In 2017, a paper titled "Attention Is All You Need" changed the trajectory of deep learning. The Transformer architecture it introduced isn't just the backbone of GPT, BERT, Claude, and every major LLM today — it's also the foundation for vision models (ViT), audio models (Whisper), and multimodal architectures.
But here's the catch: most tutorials skip the "why" and jump straight to the "how." You get a diagram of Q, K, V, a few equations, and a "just trust me, it works."
This article takes the opposite approach. We'll build the Transformer from first principles — starting with the problem it solves, then layering each component one by one, with visuals and runnable code.
1. The Problem: Why RNNs Hit a Wall
Before Transformers, sequence modeling meant Recurrent Neural Networks (RNNs), LSTMs, and GRUs. These architectures process tokens one at a time:
Input: "The cat sat on the ..."
RNN: h₀ → h₁ → h₂ → h₃ → h₄ → ...
(sequential — each step waits for the previous one)
This has two fundamental limitations:
① Sequential bottleneck. Token #100 can't be processed until tokens #1–99 are done. No parallelism = slow training, especially on GPUs that thrive on parallel computation.
② Long-range forgetting. In theory, an LSTM can remember information for hundreds of steps. In practice, by step 50, the signal from step 1 has degraded significantly. The model struggles to connect "She was born in Paris" with "She speaks fluent ___" when there are 30 tokens in between.
These problems aren't minor engineering issues — they're architectural ceilings. Transformers solve both simultaneously, and the key insight is deceptively simple:
Every token should be able to directly look at every other token — in one step.
2. The Core Innovation: Self-Attention
Let's build self-attention from scratch, step by step.
2.1 What Are We Trying to Do?
Given a sequence of input vectors:
x₁ = "The" → vector
x₂ = "cat" → vector
x₃ = "sat" → vector
x₄ = "on" → vector
x₅ = "the" → vector
x₆ = "mat" → vector
We want to produce a new set of vectors where each one contains context from the entire sequence. For example, the new vector for "mat" should know that it's a noun being sat on by a cat.

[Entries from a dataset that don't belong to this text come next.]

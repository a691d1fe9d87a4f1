// Copyright (c) 2025 Kirky.X
//
// Licensed under the MIT License
// See LICENSE file in the project root for full license information.

use super::helpers::{create_test_app, AWAY_TEAM, HOME_TEAM, MATCH_ID};
use axum::http::StatusCode;
use serde_json::{json, Value};

#[tokio::test]
async fn test_create_match_and_list_by_team() {
    let app = create_test_app().await;

    let response = app
        .server
        .post("/api/matches")
        .add_header("Authorization", app.admin_auth())
        .json(&json!({
            "id": "match-2",
            "home_team_id": AWAY_TEAM,
            "away_team_id": HOME_TEAM,
            "scheduled_date": "2025-05-01T16:00:00Z"
        }))
        .await;
    response.assert_status(StatusCode::CREATED);
    let created: Value = response.json();
    assert_eq!(created["status"], "scheduled");
    assert!(created["score"].is_null());

    let response = app
        .server
        .get("/api/matches")
        .add_query_param("team_id", HOME_TEAM)
        .await;
    response.assert_status_ok();
    let body: Value = response.json();
    assert_eq!(body["total_count"], 2);
    // 默认按开球时间降序
    assert_eq!(body["items"][0]["id"], "match-2");
    assert_eq!(body["items"][1]["id"], MATCH_ID);

    let response = app
        .server
        .get("/api/matches")
        .add_query_param("from", "2025-04-15T00:00:00Z")
        .await;
    let body: Value = response.json();
    assert_eq!(body["total_count"], 1);
}

#[tokio::test]
async fn test_create_match_rejects_same_teams() {
    let app = create_test_app().await;

    let response = app
        .server
        .post("/api/matches")
        .add_header("Authorization", app.admin_auth())
        .json(&json!({
            "home_team_id": HOME_TEAM,
            "away_team_id": HOME_TEAM,
            "scheduled_date": "2025-05-01T16:00:00Z"
        }))
        .await;

    response.assert_status(StatusCode::BAD_REQUEST);
}

#[tokio::test]
async fn test_get_match_details() {
    let app = create_test_app().await;

    let response = app.server.get(&format!("/api/matches/{}", MATCH_ID)).await;

    response.assert_status_ok();
    let body: Value = response.json();
    assert_eq!(body["id"], MATCH_ID);
    assert_eq!(body["home_team"]["name"], "Rosenborg");
    assert_eq!(body["away_team"]["name"], "Molde");
    assert!(body["home_team_lineup"].is_null());
    assert_eq!(body["events"], json!([]));
}

#[tokio::test]
async fn test_update_status_and_score() {
    let app = create_test_app().await;

    let response = app
        .server
        .patch(&format!("/api/matches/{}/status", MATCH_ID))
        .add_header("Authorization", app.admin_auth())
        .json(&json!({ "status": "in_progress" }))
        .await;
    response.assert_status_ok();
    let body: Value = response.json();
    assert_eq!(body["status"], "in_progress");

    let response = app
        .server
        .patch(&format!("/api/matches/{}/score", MATCH_ID))
        .add_header("Authorization", app.admin_auth())
        .json(&json!({ "score": { "home_team_score": 2, "away_team_score": 1 } }))
        .await;
    response.assert_status_ok();
    let body: Value = response.json();
    assert_eq!(body["score"]["home_team_score"], 2);
    assert_eq!(body["score"]["away_team_score"], 1);

    let response = app
        .server
        .patch(&format!("/api/matches/{}/score", MATCH_ID))
        .add_header("Authorization", app.admin_auth())
        .json(&json!({ "score": { "home_team_score": -1, "away_team_score": 0 } }))
        .await;
    response.assert_status(StatusCode::BAD_REQUEST);
}

#[tokio::test]
async fn test_status_update_for_unknown_match() {
    let app = create_test_app().await;

    let response = app
        .server
        .patch("/api/matches/nope/status")
        .add_header("Authorization", app.admin_auth())
        .json(&json!({ "status": "completed" }))
        .await;

    response.assert_status(StatusCode::NOT_FOUND);
}

#[tokio::test]
async fn test_record_goal_card_and_substitution() {
    let app = create_test_app().await;
    let base = format!("/api/matches/{}/events", MATCH_ID);

    let response = app
        .server
        .post(&format!("{}/goal", base))
        .add_header("Authorization", app.admin_auth())
        .json(&json!({
            "team_id": HOME_TEAM,
            "minute_of_match": 12,
            "scorer_id": "p1",
            "assister_id": "p2"
        }))
        .await;
    response.assert_status(StatusCode::CREATED);
    let goal: Value = response.json();
    assert_eq!(goal["event_type"], "goal");
    assert_eq!(goal["secondary_player_id"], "p2");
    assert_eq!(goal["description"], "Goal with assist");

    let response = app
        .server
        .post(&format!("{}/card", base))
        .add_header("Authorization", app.admin_auth())
        .json(&json!({
            "team_id": AWAY_TEAM,
            "minute_of_match": 40,
            "player_id": "p3",
            "card_type": "yellow_card"
        }))
        .await;
    response.assert_status(StatusCode::CREATED);

    let response = app
        .server
        .post(&format!("{}/card", base))
        .add_header("Authorization", app.admin_auth())
        .json(&json!({
            "minute_of_match": 41,
            "player_id": "p3",
            "card_type": "goal"
        }))
        .await;
    response.assert_status(StatusCode::BAD_REQUEST);

    let response = app
        .server
        .post(&format!("{}/substitution", base))
        .add_header("Authorization", app.admin_auth())
        .json(&json!({
            "team_id": HOME_TEAM,
            "minute_of_match": 70,
            "player_out_id": "p1",
            "player_in_id": "p2"
        }))
        .await;
    response.assert_status(StatusCode::CREATED);

    let response = app
        .server
        .get("/api/match-events")
        .add_query_param("match_id", MATCH_ID)
        .await;
    response.assert_status_ok();
    let body: Value = response.json();
    assert_eq!(body["total_count"], 3);
    let minutes: Vec<i64> = body["items"]
        .as_array()
        .unwrap()
        .iter()
        .map(|e| e["minute_of_match"].as_i64().unwrap())
        .collect();
    assert_eq!(minutes, vec![12, 40, 70]);

    let details: Value = app
        .server
        .get(&format!("/api/matches/{}", MATCH_ID))
        .await
        .json();
    assert_eq!(details["events"].as_array().unwrap().len(), 3);
}

#[tokio::test]
async fn test_event_minute_out_of_range() {
    let app = create_test_app().await;

    let response = app
        .server
        .post("/api/match-events")
        .add_header("Authorization", app.admin_auth())
        .json(&json!({
            "match_id": MATCH_ID,
            "event_type": "game_start",
            "minute_of_match": 131
        }))
        .await;

    response.assert_status(StatusCode::BAD_REQUEST);
}

#[tokio::test]
async fn test_event_for_uninvolved_team() {
    let app = create_test_app().await;

    let created = app
        .server
        .post("/api/teams")
        .add_header("Authorization", app.admin_auth())
        .json(&json!({ "id": "7", "name": "Viking", "short_name": "VIK" }))
        .await;
    created.assert_status(StatusCode::CREATED);

    let response = app
        .server
        .post(&format!("/api/matches/{}/events/goal", MATCH_ID))
        .add_header("Authorization", app.admin_auth())
        .json(&json!({
            "team_id": "7",
            "minute_of_match": 5,
            "scorer_id": "p1"
        }))
        .await;

    response.assert_status(StatusCode::BAD_REQUEST);
}

#[tokio::test]
async fn test_update_match_keeps_linked_lineup_teams() {
    let app = create_test_app().await;

    app.server
        .post("/api/teams")
        .add_header("Authorization", app.admin_auth())
        .json(&json!({ "id": "3", "name": "Brann", "short_name": "SKB" }))
        .await
        .assert_status(StatusCode::CREATED);
    app.server
        .put("/api/lineups")
        .add_header("Authorization", app.admin_auth())
        .json(&json!({
            "team_id": HOME_TEAM,
            "match_id": MATCH_ID,
            "players": [{ "player_id": "p1", "position": "ST" }]
        }))
        .await
        .assert_status_ok();

    let response = app
        .server
        .put(&format!("/api/matches/{}", MATCH_ID))
        .add_header("Authorization", app.admin_auth())
        .json(&json!({
            "home_team_id": "3",
            "away_team_id": AWAY_TEAM,
            "scheduled_date": "2025-04-01T18:00:00Z"
        }))
        .await;
    response.assert_status(StatusCode::CONFLICT);

    let response = app
        .server
        .put(&format!("/api/matches/{}", MATCH_ID))
        .add_header("Authorization", app.admin_auth())
        .json(&json!({
            "home_team_id": HOME_TEAM,
            "away_team_id": "3",
            "scheduled_date": "2025-04-01T18:00:00Z"
        }))
        .await;
    response.assert_status_ok();
    let body: Value = response.json();
    assert_eq!(body["away_team_id"], "3");
    assert!(body["home_team_lineup_id"].is_string());
}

2.2 The Query-Key-Value Mechanism
Self-attention works by asking three questions for each token:
- Query (Q): "What am I looking for?"
- Key (K): "What do I contain?"
- Value (V): "If matched, what information should I pass along?"
For each token in the sequence, we:
- Compute its Query vector
- Compare it against every token's Key vector (including itself)
- Use the similarity scores to weight each token's Value vector
- Sum the weighted values — that's the new representation
Think of it like a library: you walk in with a query ("books about neural networks"), the librarian checks the keys (book titles/tags), and hands you the values (the actual books).
2.3 The Math (It's Simpler Than You Think)
Let X be our input matrix (sequence length × embedding dimension).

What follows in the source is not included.